Task brief: The answer must consist of every line below that contains the word "PathBuf".

Record set Block Start

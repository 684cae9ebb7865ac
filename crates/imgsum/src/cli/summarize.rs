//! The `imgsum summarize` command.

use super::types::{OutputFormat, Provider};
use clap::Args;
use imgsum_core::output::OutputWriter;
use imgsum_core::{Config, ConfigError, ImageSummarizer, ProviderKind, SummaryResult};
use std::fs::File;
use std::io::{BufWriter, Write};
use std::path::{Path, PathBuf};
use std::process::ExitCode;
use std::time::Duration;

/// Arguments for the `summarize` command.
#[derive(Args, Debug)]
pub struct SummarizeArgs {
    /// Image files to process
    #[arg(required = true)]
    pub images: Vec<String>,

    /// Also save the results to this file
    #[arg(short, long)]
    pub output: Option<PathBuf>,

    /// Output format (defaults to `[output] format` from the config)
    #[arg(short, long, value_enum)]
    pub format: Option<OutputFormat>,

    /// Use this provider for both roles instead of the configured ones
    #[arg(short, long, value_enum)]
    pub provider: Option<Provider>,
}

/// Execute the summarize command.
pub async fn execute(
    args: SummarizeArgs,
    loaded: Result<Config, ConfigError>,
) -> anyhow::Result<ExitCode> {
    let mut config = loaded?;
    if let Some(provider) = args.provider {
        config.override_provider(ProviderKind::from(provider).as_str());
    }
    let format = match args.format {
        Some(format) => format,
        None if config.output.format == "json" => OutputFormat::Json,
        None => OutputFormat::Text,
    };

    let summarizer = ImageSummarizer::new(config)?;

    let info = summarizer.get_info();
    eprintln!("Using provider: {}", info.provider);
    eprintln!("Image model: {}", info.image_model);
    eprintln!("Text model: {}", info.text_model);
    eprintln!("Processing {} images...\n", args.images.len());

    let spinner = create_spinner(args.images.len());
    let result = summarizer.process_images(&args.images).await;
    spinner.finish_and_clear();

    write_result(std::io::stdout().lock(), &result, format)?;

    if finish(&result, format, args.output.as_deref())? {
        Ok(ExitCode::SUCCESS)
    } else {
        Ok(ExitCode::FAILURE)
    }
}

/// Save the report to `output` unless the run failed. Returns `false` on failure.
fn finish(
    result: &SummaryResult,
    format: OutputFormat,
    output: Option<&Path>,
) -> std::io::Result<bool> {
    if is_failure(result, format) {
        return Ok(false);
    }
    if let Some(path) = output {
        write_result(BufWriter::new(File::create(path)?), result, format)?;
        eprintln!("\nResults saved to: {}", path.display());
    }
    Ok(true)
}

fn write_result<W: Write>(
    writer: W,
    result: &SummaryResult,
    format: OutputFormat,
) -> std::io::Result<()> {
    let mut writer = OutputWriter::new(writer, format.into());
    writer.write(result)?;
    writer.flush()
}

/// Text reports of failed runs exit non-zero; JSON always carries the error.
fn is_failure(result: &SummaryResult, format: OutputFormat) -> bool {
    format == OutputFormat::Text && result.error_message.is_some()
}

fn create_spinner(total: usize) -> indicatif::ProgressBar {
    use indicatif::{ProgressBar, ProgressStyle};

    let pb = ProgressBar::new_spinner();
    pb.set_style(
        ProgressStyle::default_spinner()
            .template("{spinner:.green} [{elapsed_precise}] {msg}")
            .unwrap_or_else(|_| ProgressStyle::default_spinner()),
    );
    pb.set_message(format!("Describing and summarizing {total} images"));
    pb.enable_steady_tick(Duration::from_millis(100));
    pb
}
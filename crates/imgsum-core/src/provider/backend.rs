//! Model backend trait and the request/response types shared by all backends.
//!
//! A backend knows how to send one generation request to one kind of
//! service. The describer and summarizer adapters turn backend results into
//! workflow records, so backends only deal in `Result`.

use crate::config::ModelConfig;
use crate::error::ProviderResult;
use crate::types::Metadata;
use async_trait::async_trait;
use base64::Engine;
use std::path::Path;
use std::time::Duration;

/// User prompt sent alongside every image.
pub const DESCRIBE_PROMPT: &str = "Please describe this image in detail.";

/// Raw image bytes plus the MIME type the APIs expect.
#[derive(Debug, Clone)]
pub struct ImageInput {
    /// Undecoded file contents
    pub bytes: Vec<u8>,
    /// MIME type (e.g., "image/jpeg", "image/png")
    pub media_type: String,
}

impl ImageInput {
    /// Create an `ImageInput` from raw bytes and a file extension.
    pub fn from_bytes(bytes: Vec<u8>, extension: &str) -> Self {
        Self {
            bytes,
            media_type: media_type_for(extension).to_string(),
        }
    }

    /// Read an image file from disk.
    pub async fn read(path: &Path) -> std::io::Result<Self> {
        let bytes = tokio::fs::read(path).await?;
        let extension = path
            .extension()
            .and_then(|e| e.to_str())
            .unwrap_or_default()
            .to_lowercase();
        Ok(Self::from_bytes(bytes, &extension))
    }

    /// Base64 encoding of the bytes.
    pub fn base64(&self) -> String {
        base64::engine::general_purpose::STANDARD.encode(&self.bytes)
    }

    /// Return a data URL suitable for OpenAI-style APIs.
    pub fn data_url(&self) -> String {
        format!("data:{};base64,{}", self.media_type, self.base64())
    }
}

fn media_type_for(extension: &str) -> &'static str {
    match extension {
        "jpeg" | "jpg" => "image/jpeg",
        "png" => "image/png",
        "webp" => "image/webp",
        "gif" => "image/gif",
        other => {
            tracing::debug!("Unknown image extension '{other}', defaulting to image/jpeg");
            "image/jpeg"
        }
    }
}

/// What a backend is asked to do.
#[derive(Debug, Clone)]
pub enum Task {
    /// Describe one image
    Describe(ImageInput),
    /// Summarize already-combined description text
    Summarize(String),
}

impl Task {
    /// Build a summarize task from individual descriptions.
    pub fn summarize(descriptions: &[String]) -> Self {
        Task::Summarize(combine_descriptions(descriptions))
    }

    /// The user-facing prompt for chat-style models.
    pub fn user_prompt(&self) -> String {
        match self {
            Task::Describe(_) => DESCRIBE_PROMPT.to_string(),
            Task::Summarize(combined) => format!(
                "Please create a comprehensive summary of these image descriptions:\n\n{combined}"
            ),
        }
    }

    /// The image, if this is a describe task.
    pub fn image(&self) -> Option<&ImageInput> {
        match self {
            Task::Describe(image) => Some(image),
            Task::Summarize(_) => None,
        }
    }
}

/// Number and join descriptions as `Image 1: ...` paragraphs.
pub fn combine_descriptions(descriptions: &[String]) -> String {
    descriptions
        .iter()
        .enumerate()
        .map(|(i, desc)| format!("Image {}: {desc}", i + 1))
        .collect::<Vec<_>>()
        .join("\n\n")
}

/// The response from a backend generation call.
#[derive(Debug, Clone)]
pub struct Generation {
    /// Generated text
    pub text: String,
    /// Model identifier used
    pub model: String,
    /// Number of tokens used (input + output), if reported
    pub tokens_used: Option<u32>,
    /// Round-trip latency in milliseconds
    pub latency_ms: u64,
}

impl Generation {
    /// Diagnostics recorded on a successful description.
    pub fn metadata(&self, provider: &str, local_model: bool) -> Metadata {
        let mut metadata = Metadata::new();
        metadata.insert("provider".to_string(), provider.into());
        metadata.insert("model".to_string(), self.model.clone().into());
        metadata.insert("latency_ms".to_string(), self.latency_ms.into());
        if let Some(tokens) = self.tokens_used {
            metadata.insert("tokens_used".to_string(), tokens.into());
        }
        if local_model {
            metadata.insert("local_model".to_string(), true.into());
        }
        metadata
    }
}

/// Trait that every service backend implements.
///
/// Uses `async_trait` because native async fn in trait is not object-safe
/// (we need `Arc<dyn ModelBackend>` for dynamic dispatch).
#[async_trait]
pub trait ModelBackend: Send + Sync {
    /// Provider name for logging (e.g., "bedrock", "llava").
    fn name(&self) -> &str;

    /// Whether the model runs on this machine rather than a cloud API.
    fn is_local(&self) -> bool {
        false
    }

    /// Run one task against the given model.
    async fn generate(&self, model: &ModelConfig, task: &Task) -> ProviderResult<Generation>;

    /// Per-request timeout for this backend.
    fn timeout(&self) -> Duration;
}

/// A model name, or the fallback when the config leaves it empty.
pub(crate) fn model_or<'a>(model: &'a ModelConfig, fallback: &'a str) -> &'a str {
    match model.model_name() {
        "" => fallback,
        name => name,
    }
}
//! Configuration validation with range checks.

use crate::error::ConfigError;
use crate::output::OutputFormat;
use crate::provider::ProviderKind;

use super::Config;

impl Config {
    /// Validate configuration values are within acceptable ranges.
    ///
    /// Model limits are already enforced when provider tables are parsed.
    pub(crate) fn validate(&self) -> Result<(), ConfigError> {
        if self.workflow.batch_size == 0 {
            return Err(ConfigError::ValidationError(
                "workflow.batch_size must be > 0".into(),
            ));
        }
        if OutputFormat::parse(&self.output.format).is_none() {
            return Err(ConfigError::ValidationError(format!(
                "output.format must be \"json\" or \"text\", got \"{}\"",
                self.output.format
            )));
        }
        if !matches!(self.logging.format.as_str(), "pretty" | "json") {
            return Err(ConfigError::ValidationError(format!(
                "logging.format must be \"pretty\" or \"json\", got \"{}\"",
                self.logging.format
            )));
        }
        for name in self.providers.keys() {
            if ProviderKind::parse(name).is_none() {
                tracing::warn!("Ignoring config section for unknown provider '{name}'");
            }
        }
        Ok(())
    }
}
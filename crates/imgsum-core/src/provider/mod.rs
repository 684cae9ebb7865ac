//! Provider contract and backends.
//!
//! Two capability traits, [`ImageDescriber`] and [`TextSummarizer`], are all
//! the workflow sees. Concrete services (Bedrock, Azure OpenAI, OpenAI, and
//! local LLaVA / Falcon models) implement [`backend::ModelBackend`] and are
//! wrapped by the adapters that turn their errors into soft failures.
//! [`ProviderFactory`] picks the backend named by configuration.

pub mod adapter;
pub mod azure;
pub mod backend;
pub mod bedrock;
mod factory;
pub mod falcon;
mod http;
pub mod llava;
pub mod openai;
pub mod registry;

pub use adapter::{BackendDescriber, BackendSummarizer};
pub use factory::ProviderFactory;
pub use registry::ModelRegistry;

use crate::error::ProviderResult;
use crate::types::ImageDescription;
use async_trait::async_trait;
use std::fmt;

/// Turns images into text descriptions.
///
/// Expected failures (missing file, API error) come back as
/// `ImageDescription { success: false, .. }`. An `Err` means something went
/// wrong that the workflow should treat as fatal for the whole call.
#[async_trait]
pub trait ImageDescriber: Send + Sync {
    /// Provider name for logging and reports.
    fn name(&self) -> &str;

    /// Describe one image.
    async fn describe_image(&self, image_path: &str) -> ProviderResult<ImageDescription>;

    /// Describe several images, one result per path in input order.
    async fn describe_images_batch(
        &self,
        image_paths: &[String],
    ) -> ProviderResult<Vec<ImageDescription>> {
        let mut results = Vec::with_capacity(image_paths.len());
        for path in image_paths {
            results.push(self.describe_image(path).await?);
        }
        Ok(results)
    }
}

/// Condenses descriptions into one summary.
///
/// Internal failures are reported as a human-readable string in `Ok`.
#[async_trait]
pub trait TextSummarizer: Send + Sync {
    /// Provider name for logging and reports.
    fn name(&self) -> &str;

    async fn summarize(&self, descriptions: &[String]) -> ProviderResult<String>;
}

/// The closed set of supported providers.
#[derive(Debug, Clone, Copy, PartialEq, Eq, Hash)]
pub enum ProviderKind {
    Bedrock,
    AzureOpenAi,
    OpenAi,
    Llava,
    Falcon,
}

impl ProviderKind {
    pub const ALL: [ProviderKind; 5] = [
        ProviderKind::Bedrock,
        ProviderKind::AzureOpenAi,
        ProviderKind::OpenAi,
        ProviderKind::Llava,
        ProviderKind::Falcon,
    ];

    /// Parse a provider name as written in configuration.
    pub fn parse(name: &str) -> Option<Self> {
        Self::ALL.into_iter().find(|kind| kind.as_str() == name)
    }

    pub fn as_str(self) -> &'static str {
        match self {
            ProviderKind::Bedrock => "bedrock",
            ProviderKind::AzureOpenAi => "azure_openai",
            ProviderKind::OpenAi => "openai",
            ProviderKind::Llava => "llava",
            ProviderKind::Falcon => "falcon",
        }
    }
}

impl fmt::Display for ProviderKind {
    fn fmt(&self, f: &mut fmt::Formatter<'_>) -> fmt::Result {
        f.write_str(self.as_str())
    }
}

Record set Block End

Task answer:
use std::path::{Path, PathBuf};
    pub output: Option<PathBuf>,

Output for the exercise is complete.